When a physician treats a patient, it is expected that any information that is communicated, discovered, or speculated within that relationship will be held in confidence. Although this type of protection is often referred to as doctor-patient privilege, physicians are not the only individuals bound by the obligations of medical records confidentiality. Other health care professionals such as psychiatrists, nurses, and dentists are expected to act in the same way. The standards also apply to individuals associated with the health care industry but not directly involved in providing care, such as laboratory technicians, pharmacists, and billing clerks.

Maintaining medical records confidentiality involves several things. To begin with, health care professionals should not provide unauthorized third parties access to information about patients. This includes oral and written communications and access to files. Health care professionals are also generally required to take certain measures to ensure that medical information is secured in a manner that prevents third parties from easily obtaining it without consent. For example, a nurse can violate medical records confidentiality regulations by leaving a person's medical chart in a waiting room.

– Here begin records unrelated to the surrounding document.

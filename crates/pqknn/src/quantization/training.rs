//! K-means clustering for codebook training.
//!
//! This module provides the k-means routine used to learn one codebook per
//! sub-vector position. All distances are squared Euclidean, matching the
//! distance used for re-encoding and for the query distance table.

use crate::distance::euclidean_distance_squared;
use crate::error::{PqError, Result};

/// Configuration for k-means clustering.
#[derive(Debug, Clone)]
pub struct KMeansConfig {
    /// Number of clusters (centroids).
    pub k: usize,
    /// Maximum number of iterations.
    pub max_iterations: usize,
    /// Convergence threshold (stop if centroid movement < threshold).
    pub convergence_threshold: f32,
    /// Seed for centroid initialisation and empty-cluster reseeding.
    pub seed: u64,
}

impl Default for KMeansConfig {
    fn default() -> Self {
        Self { k: 256, max_iterations: 25, convergence_threshold: 1e-6, seed: 42 }
    }
}

impl KMeansConfig {
    /// Create a new k-means configuration.
    #[must_use]
    pub fn new(k: usize) -> Self {
        Self { k, ..Default::default() }
    }

    /// Set the maximum number of iterations.
    #[must_use]
    pub const fn with_max_iterations(mut self, iterations: usize) -> Self {
        self.max_iterations = iterations;
        self
    }

    /// Set the convergence threshold.
    #[must_use]
    pub const fn with_convergence_threshold(mut self, threshold: f32) -> Self {
        self.convergence_threshold = threshold;
        self
    }

    /// Set the random seed.
    #[must_use]
    pub const fn with_seed(mut self, seed: u64) -> Self {
        self.seed = seed;
        self
    }
}

/// K-means clustering result.
#[derive(Debug, Clone)]
pub struct KMeans {
    /// The cluster centroids, exactly `k` of them.
    pub centroids: Vec<Vec<f32>>,
    /// The dimension of each centroid.
    pub dimension: usize,
    /// Number of iterations run.
    pub iterations: usize,
    /// Final inertia (sum of squared distances to nearest centroid).
    pub inertia: f32,
}

impl KMeans {
    /// Train k-means on the given data.
    ///
    /// # Arguments
    ///
    /// - `data`: Training vectors, each with the same dimension
    /// - `config`: K-means configuration
    ///
    /// # Errors
    ///
    /// Returns [`PqError::Clustering`] if:
    /// - `data` is empty
    /// - `k` is 0 or greater than the number of data points
    ///
    /// Returns [`PqError::DimensionMismatch`] if vectors have inconsistent dimensions.
    pub fn train(data: &[&[f32]], config: &KMeansConfig) -> Result<Self> {
        if data.is_empty() {
            return Err(PqError::Clustering("cannot train k-means on empty data".to_string()));
        }

        let dimension = data[0].len();
        if dimension == 0 {
            return Err(PqError::Clustering("cannot cluster zero-length vectors".to_string()));
        }

        if let Some(v) = data.iter().find(|v| v.len() != dimension) {
            return Err(PqError::DimensionMismatch { expected: dimension, actual: v.len() });
        }

        let k = config.k;
        if k == 0 {
            return Err(PqError::Clustering("k must be > 0".to_string()));
        }
        if k > data.len() {
            return Err(PqError::Clustering(format!(
                "k ({k}) exceeds the number of samples ({})",
                data.len()
            )));
        }

        let mut rng_state = seed_state(config.seed);
        let mut centroids = Self::kmeans_plus_plus_init(data, k, &mut rng_state);

        let mut assignments = vec![0usize; data.len()];
        let mut iterations = 0;
        let mut inertia = f32::MAX;

        for _ in 0..config.max_iterations {
            iterations += 1;

            // E-step
            inertia = Self::assign_clusters(data, &centroids, &mut assignments);

            // M-step
            let new_centroids =
                Self::update_centroids(data, &assignments, k, dimension, &mut rng_state);

            let max_movement = Self::max_centroid_movement(&centroids, &new_centroids);
            centroids = new_centroids;

            if max_movement < config.convergence_threshold {
                break;
            }
        }

        Ok(Self { centroids, dimension, iterations, inertia })
    }

    /// K-means++ initialization: select initial centroids with probability
    /// proportional to squared distance from existing centroids.
    fn kmeans_plus_plus_init(data: &[&[f32]], k: usize, rng_state: &mut u64) -> Vec<Vec<f32>> {
        let mut centroids: Vec<Vec<f32>> = Vec::with_capacity(k);

        let first_idx = random_index(rng_state, data.len());
        centroids.push(data[first_idx].to_vec());

        // Running D(x)^2 to the nearest chosen centroid
        let mut min_dists: Vec<f32> =
            data.iter().map(|p| euclidean_distance_squared(p, &centroids[0])).collect();

        for _ in 1..k {
            let total_dist: f64 = min_dists.iter().map(|&d| f64::from(d)).sum();

            let selected_idx = if total_dist <= 0.0 {
                // Every point already coincides with a centroid
                random_index(rng_state, data.len())
            } else {
                let threshold = random_f64(rng_state) * total_dist;
                let mut cumsum = 0.0f64;
                let mut selected = data.len() - 1;

                for (i, &d) in min_dists.iter().enumerate() {
                    cumsum += f64::from(d);
                    if cumsum >= threshold && d > 0.0 {
                        selected = i;
                        break;
                    }
                }
                selected
            };

            let centroid = data[selected_idx].to_vec();
            for (dist, point) in min_dists.iter_mut().zip(data.iter()) {
                *dist = dist.min(euclidean_distance_squared(point, &centroid));
            }
            centroids.push(centroid);
        }

        centroids
    }

    /// Assign each data point to its nearest centroid.
    /// Returns the total inertia (sum of squared distances).
    fn assign_clusters(data: &[&[f32]], centroids: &[Vec<f32>], assignments: &mut [usize]) -> f32 {
        let mut total_inertia = 0.0f32;

        for (point, assignment) in data.iter().zip(assignments.iter_mut()) {
            let mut min_dist = f32::MAX;
            let mut min_idx = 0;

            for (j, centroid) in centroids.iter().enumerate() {
                let dist = euclidean_distance_squared(point, centroid);
                if dist < min_dist {
                    min_dist = dist;
                    min_idx = j;
                }
            }

            *assignment = min_idx;
            total_inertia += min_dist;
        }

        total_inertia
    }

    /// Update centroids based on current assignments.
    fn update_centroids(
        data: &[&[f32]],
        assignments: &[usize],
        k: usize,
        dimension: usize,
        rng_state: &mut u64,
    ) -> Vec<Vec<f32>> {
        let mut new_centroids = vec![vec![0.0f32; dimension]; k];
        let mut counts = vec![0usize; k];

        for (point, &cluster) in data.iter().zip(assignments.iter()) {
            counts[cluster] += 1;
            for (acc, &val) in new_centroids[cluster].iter_mut().zip(point.iter()) {
                *acc += val;
            }
        }

        for (centroid, &count) in new_centroids.iter_mut().zip(counts.iter()) {
            if count > 0 {
                let count_f32 = count as f32;
                for val in centroid.iter_mut() {
                    *val /= count_f32;
                }
            } else {
                // Empty cluster: reseed from a random data point
                let idx = random_index(rng_state, data.len());
                centroid.copy_from_slice(data[idx]);
            }
        }

        new_centroids
    }

    /// Compute maximum (Euclidean) centroid movement between iterations.
    fn max_centroid_movement(old: &[Vec<f32>], new: &[Vec<f32>]) -> f32 {
        old.iter()
            .zip(new.iter())
            .map(|(o, n)| euclidean_distance_squared(o, n).sqrt())
            .fold(0.0f32, f32::max)
    }
}

/// Seed the xorshift state. Xorshift never leaves the all-zero state, so the
/// seed is mixed with a non-zero constant first.
fn seed_state(seed: u64) -> u64 {
    let mixed = seed ^ 0x9E37_79B9_7F4A_7C15;
    if mixed == 0 {
        0x9E37_79B9_7F4A_7C15
    } else {
        mixed
    }
}

/// Simple xorshift64 PRNG.
#[inline]
fn random_u64(state: &mut u64) -> u64 {
    let mut x = *state;
    x ^= x << 13;
    x ^= x >> 7;
    x ^= x << 17;
    *state = x;
    x
}

/// Random index in [0, max).
#[inline]
#[allow(clippy::cast_possible_truncation)]
fn random_index(state: &mut u64, max: usize) -> usize {
    (random_u64(state) % max as u64) as usize
}

/// Random f64 in [0, 1).
#[inline]
#[allow(clippy::cast_precision_loss)]
fn random_f64(state: &mut u64) -> f64 {
    (random_u64(state) >> 11) as f64 / (1u64 << 53) as f64
}

#[cfg(test)]
#[allow(clippy::unwrap_used)]
mod tests {
    use super::*;

    fn refs(data: &[Vec<f32>]) -> Vec<&[f32]> {
        data.iter().map(Vec::as_slice).collect()
    }

    #[test]
    fn test_kmeans_simple() {
        // Simple 2D data with two obvious clusters
        let data: Vec<Vec<f32>> = vec![
            vec![0.0, 0.0],
            vec![0.1, 0.1],
            vec![0.2, 0.0],
            vec![10.0, 10.0],
            vec![10.1, 10.1],
            vec![10.2, 10.0],
        ];

        let config = KMeansConfig::new(2).with_seed(42);
        let result = KMeans::train(&refs(&data), &config).unwrap();

        assert_eq!(result.centroids.len(), 2);
        assert_eq!(result.dimension, 2);

        let near_origin = result.centroids.iter().filter(|c| c[0] < 5.0).count();
        let near_ten = result.centroids.iter().filter(|c| c[0] > 5.0).count();
        assert_eq!((near_origin, near_ten), (1, 1));
    }

    #[test]
    fn test_kmeans_single_cluster() {
        let data: Vec<Vec<f32>> = vec![vec![1.0, 2.0], vec![1.1, 2.1], vec![0.9, 1.9]];

        let config = KMeansConfig::new(1).with_seed(42);
        let result = KMeans::train(&refs(&data), &config).unwrap();

        assert_eq!(result.centroids.len(), 1);
        assert!((result.centroids[0][0] - 1.0).abs() < 1e-4);
        assert!((result.centroids[0][1] - 2.0).abs() < 1e-4);
    }

    #[test]
    fn test_kmeans_empty_data() {
        let data: Vec<&[f32]> = vec![];
        let result = KMeans::train(&data, &KMeansConfig::new(2));
        assert!(matches!(result, Err(PqError::Clustering(_))));
    }

    #[test]
    fn test_kmeans_k_larger_than_data() {
        let data: Vec<Vec<f32>> = vec![vec![1.0, 2.0], vec![3.0, 4.0]];
        let config = KMeansConfig::new(10).with_seed(42);
        let result = KMeans::train(&refs(&data), &config);
        assert!(matches!(result, Err(PqError::Clustering(_))));
    }

    #[test]
    fn test_kmeans_k_equals_data_recovers_points() {
        let data: Vec<Vec<f32>> = vec![vec![0.0], vec![5.0], vec![9.0]];
        let config = KMeansConfig::new(3).with_seed(1);
        let result = KMeans::train(&refs(&data), &config).unwrap();

        let mut centers: Vec<f32> = result.centroids.iter().map(|c| c[0]).collect();
        centers.sort_by(f32::total_cmp);
        assert_eq!(centers, vec![0.0, 5.0, 9.0]);
        assert!(result.inertia.abs() < 1e-6);
    }

    #[test]
    fn test_kmeans_inconsistent_dimensions() {
        let data: Vec<Vec<f32>> = vec![vec![1.0, 2.0], vec![3.0]];
        let result = KMeans::train(&refs(&data), &KMeansConfig::new(1));
        assert_eq!(result.unwrap_err(), PqError::DimensionMismatch { expected: 2, actual: 1 });
    }

    #[test]
    fn test_kmeans_identical_points() {
        let data: Vec<Vec<f32>> = vec![vec![3.0, 3.0]; 8];
        let config = KMeansConfig::new(4).with_seed(9);
        let result = KMeans::train(&refs(&data), &config).unwrap();

        assert_eq!(result.centroids.len(), 4);
        assert!(result.centroids.iter().all(|c| c == &vec![3.0, 3.0]));
    }

    #[test]
    fn test_kmeans_deterministic_with_seed() {
        let data: Vec<Vec<f32>> = (0..50).map(|i| vec![(i % 7) as f32, (i % 11) as f32]).collect();
        let config = KMeansConfig::new(4).with_seed(1234);

        let a = KMeans::train(&refs(&data), &config).unwrap();
        let b = KMeans::train(&refs(&data), &config).unwrap();
        assert_eq!(a.centroids, b.centroids);
        assert_eq!(a.iterations, b.iterations);
    }

    #[test]
    fn test_default_seed_is_fixed() {
        let data: Vec<Vec<f32>> = (0..40).map(|i| vec![(i % 5) as f32, (i % 13) as f32]).collect();
        let config = KMeansConfig::new(3);
        assert_eq!(config.seed, 42);

        let a = KMeans::train(&refs(&data), &config).unwrap();
        let b = KMeans::train(&refs(&data), &config).unwrap();
        assert_eq!(a.centroids, b.centroids);
    }

    #[test]
    fn test_zero_seed_still_produces_randomness() {
        let mut state = seed_state(0);
        let first = random_u64(&mut state);
        let second = random_u64(&mut state);
        assert_ne!(first, 0);
        assert_ne!(first, second);
    }
}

There are several reasons why medical records confidentiality is so important. A main reason is because this type of protection benefits both patients and medical professionals. If a patient fears that the information he discloses to a health care professional will be shared with others, he may keep secrets. To his detriment, he may not receive proper treatment. This situation can also present disadvantages to the physician because the absence of information that could lead to an easy and accurate diagnosis will require her to work harder. Another reason medical records confidentiality is so important is because in many societies a person is entitled to privacy.

The consequences of disclosing health information are often greater than the embarrassment of the patient. A medical professional who does so may be ordered to pay damages and the facility where she is employed may be ordered to pay damages. It is very likely that her employment will be terminated as well as her professional license suspended. It should be noted, however, that there are some situations where the protection offered by medical records confidentiality do not apply, such as when there is a court order.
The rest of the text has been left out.